Why can't you buy a handgun instead of involving a doctor?
A key difference between drug use and suicide is that the latter is inherently deadly, and intended to be so. The drug-user is generally not *trying* to end a human life (his own), whatever one might think of drug use. A puff on a joint or a shot of something heavier probably won't kill you, no matter what you might think of the advisability of that sort of behavior.
thanks for sharing...
___________________
Britney
The
best place for the best ENTERTAINMENT
I fail to see how your Godwin has any bearing on the scenario I put forth. If you honestly can't see the difference between parents wanting to prevent a child from having a short life filled with nothing but pain and the government ordering the deaths of "undesirables", then you should seek help.
'you should seek help.'
Your definition of 'help' seems to be mercy killing, so no thanks.
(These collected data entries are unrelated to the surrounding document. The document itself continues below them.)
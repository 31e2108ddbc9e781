//! Utilities for request handlers.

use hyper::{Body, Response, StatusCode};
use hyper::header::{HeaderValue, CONTENT_LENGTH, CONTENT_TYPE};
use mime::{self, Mime};
use serde_json::Value as Json;


/// Create a response with given body and content type.
pub fn response<B: Into<Vec<u8>>>(mime_type: &Mime, body: B) -> Response<Body> {
    let body = body.into();
    let mut response = Response::new(Body::empty());
    response.headers_mut().insert(CONTENT_TYPE, content_type(mime_type));
    response.headers_mut().insert(CONTENT_LENGTH, HeaderValue::from(body.len()));
    *response.body_mut() = Body::from(body);
    response
}

/// Create a plain text response.
#[inline]
pub fn text_response<T: Into<String>>(text: T) -> Response<Body> {
    response(&mime::TEXT_PLAIN_UTF_8, text.into())
}

/// Create a JSON response.
#[inline]
pub fn json_response(json: Json) -> Response<Body> {
    response(&mime::APPLICATION_JSON, json.to_string())
}

/// Create an erroneous JSON response.
pub fn error_response<T: ToString>(status_code: StatusCode, message: T) -> Response<Body> {
    let mut response = json_response(json!({"error": message.to_string()}));
    *response.status_mut() = status_code;
    response
}

/// Create an empty response with given status.
pub fn empty_response(status_code: StatusCode) -> Response<Body> {
    let mut response = response(&mime::TEXT_PLAIN, "");
    *response.status_mut() = status_code;
    response
}

/// Value of the Content-Type header for given MIME type.
pub fn content_type(mime_type: &Mime) -> HeaderValue {
    HeaderValue::from_str(mime_type.as_ref())
        .unwrap_or_else(|_| HeaderValue::from_static("application/octet-stream"))
}


#[cfg(test)]
mod tests {
    use hyper::StatusCode;
    use hyper::header::{CONTENT_LENGTH, CONTENT_TYPE};
    use super::{error_response, json_response};

    #[test]
    fn json_headers() {
        let response = json_response(json!({"a": 1}));
        assert_eq!(StatusCode::OK, response.status());
        assert_eq!("application/json", response.headers()[CONTENT_TYPE]);
        assert_eq!("7", response.headers()[CONTENT_LENGTH]);
    }

    #[test]
    fn error_status() {
        let response = error_response(StatusCode::BAD_REQUEST, "oops");
        assert_eq!(StatusCode::BAD_REQUEST, response.status());
        assert_eq!("application/json", response.headers()[CONTENT_TYPE]);
    }
}
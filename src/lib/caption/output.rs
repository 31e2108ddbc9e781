//! Defines the output of a captioning operation.

use std::ops::Deref;

use base64::Engine as _;
use base64::engine::general_purpose::STANDARD as BASE64;
use mime::{self, Mime};


/// Output of the captioning process: an encoded PNG image.
#[derive(Clone, Debug)]
#[must_use = "unused caption output which must be used"]
pub struct CaptionOutput {
    bytes: Vec<u8>,
}

impl CaptionOutput {
    #[inline]
    pub(super) fn new(bytes: Vec<u8>) -> Self {
        CaptionOutput{bytes}
    }
}

impl CaptionOutput {
    /// Raw bytes of the output.
    #[inline]
    pub fn bytes(&self) -> &[u8] {
        &self.bytes[..]
    }

    /// Size of the output in bytes.
    #[inline]
    pub fn len(&self) -> usize {
        self.bytes.len()
    }

    #[inline]
    pub fn is_empty(&self) -> bool {
        self.bytes.is_empty()
    }

    /// Convert the output into a vector of bytes.
    #[inline]
    pub fn into_bytes(self) -> Vec<u8> {
        self.bytes
    }

    /// The MIME type of the output.
    #[inline]
    pub fn mime_type(&self) -> Mime {
        mime::IMAGE_PNG
    }

    /// Encode the output as a `data:` URL.
    pub fn to_data_url(&self) -> String {
        format!("data:{};base64,{}", self.mime_type(), BASE64.encode(&self.bytes))
    }
}

impl Deref for CaptionOutput {
    type Target = [u8];

    fn deref(&self) -> &Self::Target {
        self.bytes()
    }
}

impl From<CaptionOutput> for Vec<u8> {
    fn from(output: CaptionOutput) -> Self {
        output.into_bytes()
    }
}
And please don't volunteer to 'help' me, either.
The 1920 book which inspired the National Socialist mercy-killing
program was filled with of compassionate rhetoric about hard cases.
Check this
out:
'The strategy used by [authors] Binding and Hoche is a clear
instance of the technique of "gradualism" as a way to accomplish
the perversion of the truth without allowing their distortion to be
so easily discovered. In this
respect the authors follow a path all too common today in
justifyingn mercy killing and assisted suicide. The first case
discussed is that of a young woman dying a horrible death from
throat cancer that would make anyone sympathetic to her cry for
mercy killing or assisted suicide (except someone familiar with
palliative care and pain control). This was
followed by less heartrending cancer cases, then by mentally
retarded children, mentally ill adults (all in institutions),
physically handicapped children, and finally bedwetters! All of
these were considered an economic burden on the State or unfit on
eugenic grounds. Apparently
this little book was widely read and quoted, even in medical
journals, and
was mentioned by some of the defendants at the Nuremberg trials
to
justify or explain their horrendous experiments on prisoners
and
sometimes their execution.'
That's a very nice slippery slope argument to make as long as you don't distinguish between the parents and the state.
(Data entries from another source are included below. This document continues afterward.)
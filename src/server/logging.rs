//! Module implementing logging for the application.
//!
//! The `log` crate macros used throughout the code are routed through `slog`,
//! which formats the records onto standard error.

use std::env;
use std::sync::Mutex;

use log::SetLoggerError;
use slog::{Drain, FilterLevel, Logger};
use slog_envlogger::LogBuilder;
use slog_scope::GlobalLoggerGuard;


/// Environment variable that can override the verbosity, with env_logger syntax.
const RUST_LOG_ENV: &str = "RUST_LOG";

/// Modules of dependencies that are too chatty at the debug level.
const NOISY_MODULES: &[&str] = &["hyper", "mio", "tokio", "want", "reqwest", "rustls"];


/// Initialize logging with given verbosity.
///
/// The verbosity value has the following meaning:
/// * -2 or below: only errors
/// * -1: also warnings
/// *  0: also info messages (default)
/// *  1: also debug messages
/// *  2 and above: everything
///
/// The returned guard must be kept alive for as long as the logging is needed.
pub fn init(verbosity: isize) -> Result<GlobalLoggerGuard, SetLoggerError> {
    let level = match verbosity {
        v if v <= -2 => FilterLevel::Error,
        -1 => FilterLevel::Warning,
        0 => FilterLevel::Info,
        1 => FilterLevel::Debug,
        _ => FilterLevel::Trace,
    };

    let decorator = slog_term::TermDecorator::new().stderr().build();
    let format = slog_term::FullFormat::new(decorator).build();
    let mut builder = LogBuilder::new(Mutex::new(format).fuse())
        .filter(None, level);
    if level == FilterLevel::Debug {
        for &module in NOISY_MODULES {
            builder = builder.filter(Some(module), FilterLevel::Info);
        }
    }
    if let Ok(spec) = env::var(RUST_LOG_ENV) {
        builder = builder.parse(&spec);
    }
    let drain = builder.build().fuse();

    let logger = Logger::root(drain, slog::o!());
    let guard = slog_scope::set_global_logger(logger);
    slog_stdlog::init_with_level(log::Level::Trace)?;

    info!("Logging initialized (verbosity={})", verbosity);
    Ok(guard)
}
//! Module implementing the sarcasm scoring heuristic.

use regex::{Regex, RegexBuilder};

use crate::model::{Indicator, SarcasmResult};


/// Minimum length (in characters) of an all-caps text to count as "shouting".
const MIN_SHOUTING_LENGTH: usize = 5;
/// Number of exclamation marks that makes the punctuation excessive.
const EXCESSIVE_EXCLAMATIONS: usize = 3;

lazy_static! {
    /// Phrases that are commonly used sarcastically.
    static ref SARCASM_PATTERNS: Vec<Regex> = [
        r"yeah[,.]? right",
        r"sure[,.]? (buddy|pal|friend)",
        r"what could go wrong",
        r"oh great",
        r"brilliant",
        r"wonderful",
        r"fantastic idea",
    ].iter().map(|p| {
        RegexBuilder::new(p).case_insensitive(true).build().unwrap()
    }).collect();
}


/// Score the text for sarcasm.
///
/// Every heuristic contributes its weight at most once, in a fixed order.
/// The result is capped at 1 and rounded to two decimal places.
pub fn score(text: &str) -> SarcasmResult {
    if text.is_empty() {
        return SarcasmResult::default();
    }

    let mut indicators = vec![];
    if text == text.to_uppercase() && text.chars().count() > MIN_SHOUTING_LENGTH {
        indicators.push(Indicator::AllCaps);
    }
    if text.matches('!').count() >= EXCESSIVE_EXCLAMATIONS {
        indicators.push(Indicator::ExcessivePunctuation);
    }
    if SARCASM_PATTERNS.iter().any(|p| p.is_match(text)) {
        indicators.push(Indicator::SarcasmPattern);
    }
    if text.contains('?') && (text.contains("why") || text.contains("how")) {
        indicators.push(Indicator::RhetoricalQuestion);
    }

    let total: f64 = indicators.iter().map(Indicator::weight).sum();
    let confidence = (total.min(1.0) * 100.0).round() / 100.0;
    trace!("Sarcasm score of {:?}: {} {:?}", text, confidence, indicators);
    SarcasmResult{confidence, indicators}
}
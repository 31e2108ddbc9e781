//! Module implementing meme rendering.

mod background;
pub mod canvas;
mod engine;
mod error;
mod output;
mod task;
pub mod text;


pub use self::background::CoverFit;
pub use self::engine::{Builder as EngineBuilder,
                       BuildError as EngineBuildError,
                       Engine};
pub use self::error::CaptionError;
pub use self::output::CaptionOutput;
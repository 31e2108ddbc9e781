//! Module defining the data model of memes and related structures.

pub mod constants;
mod types;
mod validate;


pub use self::types::*;
pub use self::validate::{parse_dimension, validate, ValidationError, ValidationErrors};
I have no problem with assisted suicide in theory, but I
don't trust our society or government with it in practice. It's too
easy for "I don't think my life is worth living and I want to die"
to become "We don't think your life is useful and want to kill
you."
Why?
Somehow the right to drink alcohol has not created a situation
where the government straps people down and force feeds them
alcohol.
Somehow the right to have an abortion has not created a situation
where the government [our government] abducts women and
forcibly aborts their fetuses.
I am all for slippery-slope arguments, and often will anticipate
the way a precedent will be abused in the future, but this isn't
one of those cases, for the simple reason that the policy should be
built around consent. Slippery slopes come into play in
policies where consent is taken away, because in the
absence of consent the state's overarching bad faith will
eventually express itself; policies that rely on consent and give
power to the individual militate against the slippery
slope.
Mercy killings don't arise from a policy granting autonomy only to
those capable of consent. There are mercy killings
everywhere, and not merely in jurisdictions allowing
assisted suicide.
It's pretty hard for me to see how a policy allowing one to file a
legal document attesting to one's desire for suicide could be
abused to kill handicapped toddlers. How do you get a handicapped
toddler or someone in a coma to sign a legal document?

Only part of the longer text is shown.